• [What you will do]
Copy each line below in which the word "verbosity" occurs.

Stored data
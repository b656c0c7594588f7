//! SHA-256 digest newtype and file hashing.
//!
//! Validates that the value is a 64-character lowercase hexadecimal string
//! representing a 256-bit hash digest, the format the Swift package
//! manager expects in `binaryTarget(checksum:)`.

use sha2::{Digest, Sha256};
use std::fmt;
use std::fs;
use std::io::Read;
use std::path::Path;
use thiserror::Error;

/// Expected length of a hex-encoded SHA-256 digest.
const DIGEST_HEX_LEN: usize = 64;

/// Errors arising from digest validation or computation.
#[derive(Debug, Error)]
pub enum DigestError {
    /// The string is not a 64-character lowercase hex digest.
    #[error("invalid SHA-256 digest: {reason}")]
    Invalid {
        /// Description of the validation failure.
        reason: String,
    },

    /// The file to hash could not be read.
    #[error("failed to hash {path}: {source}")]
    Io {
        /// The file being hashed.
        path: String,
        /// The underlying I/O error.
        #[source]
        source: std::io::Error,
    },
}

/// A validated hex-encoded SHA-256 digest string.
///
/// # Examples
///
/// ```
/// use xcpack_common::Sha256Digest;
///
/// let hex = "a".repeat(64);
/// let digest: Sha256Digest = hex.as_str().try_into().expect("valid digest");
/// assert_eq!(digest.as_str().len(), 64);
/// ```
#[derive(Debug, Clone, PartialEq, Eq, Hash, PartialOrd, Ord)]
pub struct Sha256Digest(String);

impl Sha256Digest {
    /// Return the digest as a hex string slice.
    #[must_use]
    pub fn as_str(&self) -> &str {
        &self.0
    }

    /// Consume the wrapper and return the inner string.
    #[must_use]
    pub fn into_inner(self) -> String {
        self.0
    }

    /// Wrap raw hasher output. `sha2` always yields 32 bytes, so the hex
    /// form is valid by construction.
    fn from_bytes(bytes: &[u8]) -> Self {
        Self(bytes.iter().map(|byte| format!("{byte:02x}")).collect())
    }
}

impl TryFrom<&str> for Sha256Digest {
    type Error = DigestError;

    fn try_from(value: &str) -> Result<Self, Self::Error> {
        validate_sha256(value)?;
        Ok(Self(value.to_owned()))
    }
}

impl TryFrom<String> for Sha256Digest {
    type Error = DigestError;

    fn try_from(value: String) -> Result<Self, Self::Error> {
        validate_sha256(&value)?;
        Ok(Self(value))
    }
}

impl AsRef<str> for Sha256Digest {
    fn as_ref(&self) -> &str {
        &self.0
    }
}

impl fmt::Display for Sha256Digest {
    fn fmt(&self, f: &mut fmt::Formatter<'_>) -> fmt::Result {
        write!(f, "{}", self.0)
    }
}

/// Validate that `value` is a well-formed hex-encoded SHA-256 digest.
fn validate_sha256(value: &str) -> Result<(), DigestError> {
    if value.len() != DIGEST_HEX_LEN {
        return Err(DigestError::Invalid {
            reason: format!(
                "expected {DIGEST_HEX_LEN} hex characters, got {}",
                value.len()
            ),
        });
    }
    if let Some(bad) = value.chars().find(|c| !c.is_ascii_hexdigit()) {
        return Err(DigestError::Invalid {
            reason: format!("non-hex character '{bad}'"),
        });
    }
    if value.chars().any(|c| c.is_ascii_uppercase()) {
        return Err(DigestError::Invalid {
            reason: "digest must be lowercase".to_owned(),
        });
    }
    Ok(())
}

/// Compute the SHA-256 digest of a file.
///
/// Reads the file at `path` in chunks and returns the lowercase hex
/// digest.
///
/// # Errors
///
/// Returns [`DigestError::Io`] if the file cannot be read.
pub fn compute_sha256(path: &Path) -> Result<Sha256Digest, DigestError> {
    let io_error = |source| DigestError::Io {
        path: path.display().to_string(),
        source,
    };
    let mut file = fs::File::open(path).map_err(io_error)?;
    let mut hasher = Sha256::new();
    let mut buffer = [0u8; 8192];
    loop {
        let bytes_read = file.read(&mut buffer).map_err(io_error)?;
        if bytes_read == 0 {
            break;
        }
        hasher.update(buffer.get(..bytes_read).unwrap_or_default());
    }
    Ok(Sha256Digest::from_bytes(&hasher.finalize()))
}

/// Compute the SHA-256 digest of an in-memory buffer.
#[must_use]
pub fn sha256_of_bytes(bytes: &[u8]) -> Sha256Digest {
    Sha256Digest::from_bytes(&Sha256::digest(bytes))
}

---

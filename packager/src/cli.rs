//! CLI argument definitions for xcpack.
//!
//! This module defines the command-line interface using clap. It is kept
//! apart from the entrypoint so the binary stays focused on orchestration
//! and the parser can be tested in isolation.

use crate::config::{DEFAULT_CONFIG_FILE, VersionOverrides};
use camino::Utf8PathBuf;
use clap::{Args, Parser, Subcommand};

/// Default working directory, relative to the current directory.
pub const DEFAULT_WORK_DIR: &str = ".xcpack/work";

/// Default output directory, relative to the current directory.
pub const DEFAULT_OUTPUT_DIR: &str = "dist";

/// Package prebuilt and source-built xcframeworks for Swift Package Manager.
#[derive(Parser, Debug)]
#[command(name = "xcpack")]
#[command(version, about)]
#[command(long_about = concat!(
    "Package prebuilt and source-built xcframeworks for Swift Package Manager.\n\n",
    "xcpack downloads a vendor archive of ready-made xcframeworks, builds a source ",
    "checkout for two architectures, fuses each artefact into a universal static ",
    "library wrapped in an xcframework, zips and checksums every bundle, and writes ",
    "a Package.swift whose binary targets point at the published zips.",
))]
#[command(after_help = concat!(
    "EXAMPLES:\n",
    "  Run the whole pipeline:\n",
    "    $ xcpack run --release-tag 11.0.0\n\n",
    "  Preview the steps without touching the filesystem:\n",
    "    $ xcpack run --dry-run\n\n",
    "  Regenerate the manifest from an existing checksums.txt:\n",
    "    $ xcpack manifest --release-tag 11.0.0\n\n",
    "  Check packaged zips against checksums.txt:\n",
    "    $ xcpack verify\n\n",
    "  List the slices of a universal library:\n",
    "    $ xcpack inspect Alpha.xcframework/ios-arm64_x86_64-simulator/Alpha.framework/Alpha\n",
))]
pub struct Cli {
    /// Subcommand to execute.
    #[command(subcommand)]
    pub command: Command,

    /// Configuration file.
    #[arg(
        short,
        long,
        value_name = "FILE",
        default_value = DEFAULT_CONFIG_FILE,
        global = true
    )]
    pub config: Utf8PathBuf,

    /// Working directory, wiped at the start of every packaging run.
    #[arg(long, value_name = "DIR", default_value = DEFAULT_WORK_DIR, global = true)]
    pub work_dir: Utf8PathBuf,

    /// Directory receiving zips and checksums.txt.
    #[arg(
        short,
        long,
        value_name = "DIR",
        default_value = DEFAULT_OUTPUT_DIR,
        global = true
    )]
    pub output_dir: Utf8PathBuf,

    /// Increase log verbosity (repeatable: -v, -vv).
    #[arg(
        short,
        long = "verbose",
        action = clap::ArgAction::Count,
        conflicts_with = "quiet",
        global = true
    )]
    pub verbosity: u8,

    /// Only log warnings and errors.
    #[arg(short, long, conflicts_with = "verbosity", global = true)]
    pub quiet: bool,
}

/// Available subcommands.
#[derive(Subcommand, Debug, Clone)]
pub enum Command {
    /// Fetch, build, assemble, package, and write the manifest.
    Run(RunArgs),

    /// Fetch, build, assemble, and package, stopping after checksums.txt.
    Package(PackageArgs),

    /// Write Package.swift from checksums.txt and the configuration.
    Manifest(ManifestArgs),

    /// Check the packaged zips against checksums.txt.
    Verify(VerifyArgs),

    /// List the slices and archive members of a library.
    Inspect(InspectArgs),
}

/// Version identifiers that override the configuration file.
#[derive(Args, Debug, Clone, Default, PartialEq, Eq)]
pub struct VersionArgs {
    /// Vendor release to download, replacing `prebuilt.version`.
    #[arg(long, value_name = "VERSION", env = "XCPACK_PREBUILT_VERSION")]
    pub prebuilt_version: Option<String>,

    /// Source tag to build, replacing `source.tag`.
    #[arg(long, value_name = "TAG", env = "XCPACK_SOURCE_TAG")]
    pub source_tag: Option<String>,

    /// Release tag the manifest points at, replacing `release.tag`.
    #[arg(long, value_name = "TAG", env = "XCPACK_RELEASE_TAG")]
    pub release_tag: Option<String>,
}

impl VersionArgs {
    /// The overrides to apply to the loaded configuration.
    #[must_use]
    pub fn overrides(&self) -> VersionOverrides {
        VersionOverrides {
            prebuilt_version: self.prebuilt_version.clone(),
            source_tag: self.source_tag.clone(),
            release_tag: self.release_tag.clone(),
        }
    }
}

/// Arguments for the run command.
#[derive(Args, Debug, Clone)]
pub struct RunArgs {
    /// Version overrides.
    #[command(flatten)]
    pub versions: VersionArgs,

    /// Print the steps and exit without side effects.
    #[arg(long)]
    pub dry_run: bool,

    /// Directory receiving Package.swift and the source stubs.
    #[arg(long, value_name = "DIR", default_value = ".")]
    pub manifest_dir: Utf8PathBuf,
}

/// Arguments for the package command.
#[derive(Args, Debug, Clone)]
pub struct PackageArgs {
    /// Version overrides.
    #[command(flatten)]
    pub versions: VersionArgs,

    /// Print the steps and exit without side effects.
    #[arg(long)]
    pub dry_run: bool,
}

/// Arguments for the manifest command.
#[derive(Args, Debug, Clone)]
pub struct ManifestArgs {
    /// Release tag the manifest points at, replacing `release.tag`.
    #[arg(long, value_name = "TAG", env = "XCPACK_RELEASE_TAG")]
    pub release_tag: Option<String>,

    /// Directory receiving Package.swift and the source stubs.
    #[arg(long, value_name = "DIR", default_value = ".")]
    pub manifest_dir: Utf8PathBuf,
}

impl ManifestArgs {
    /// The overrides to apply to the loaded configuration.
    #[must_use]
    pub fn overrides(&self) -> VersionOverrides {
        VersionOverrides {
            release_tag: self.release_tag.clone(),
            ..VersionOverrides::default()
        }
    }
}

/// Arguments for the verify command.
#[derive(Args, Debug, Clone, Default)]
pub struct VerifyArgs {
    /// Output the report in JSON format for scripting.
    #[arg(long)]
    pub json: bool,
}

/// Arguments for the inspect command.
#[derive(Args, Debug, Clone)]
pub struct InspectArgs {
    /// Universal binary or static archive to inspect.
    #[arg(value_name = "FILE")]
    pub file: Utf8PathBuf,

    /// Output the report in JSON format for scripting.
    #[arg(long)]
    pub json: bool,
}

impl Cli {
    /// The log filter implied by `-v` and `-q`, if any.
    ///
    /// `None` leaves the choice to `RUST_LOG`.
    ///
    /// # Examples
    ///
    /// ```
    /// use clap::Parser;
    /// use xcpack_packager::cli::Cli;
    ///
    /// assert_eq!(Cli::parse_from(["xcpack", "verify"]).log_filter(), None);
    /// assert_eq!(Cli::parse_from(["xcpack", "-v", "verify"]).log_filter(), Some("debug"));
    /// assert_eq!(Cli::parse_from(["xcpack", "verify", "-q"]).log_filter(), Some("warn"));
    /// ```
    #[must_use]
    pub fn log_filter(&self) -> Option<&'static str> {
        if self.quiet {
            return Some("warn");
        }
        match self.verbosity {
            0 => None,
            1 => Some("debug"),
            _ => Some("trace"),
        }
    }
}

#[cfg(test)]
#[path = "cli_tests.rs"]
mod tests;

• [Solution to this problem]
    /// Increase log verbosity (repeatable: -v, -vv).
    pub verbosity: u8,
    #[arg(short, long, conflicts_with = "verbosity", global = true)]
        match self.verbosity {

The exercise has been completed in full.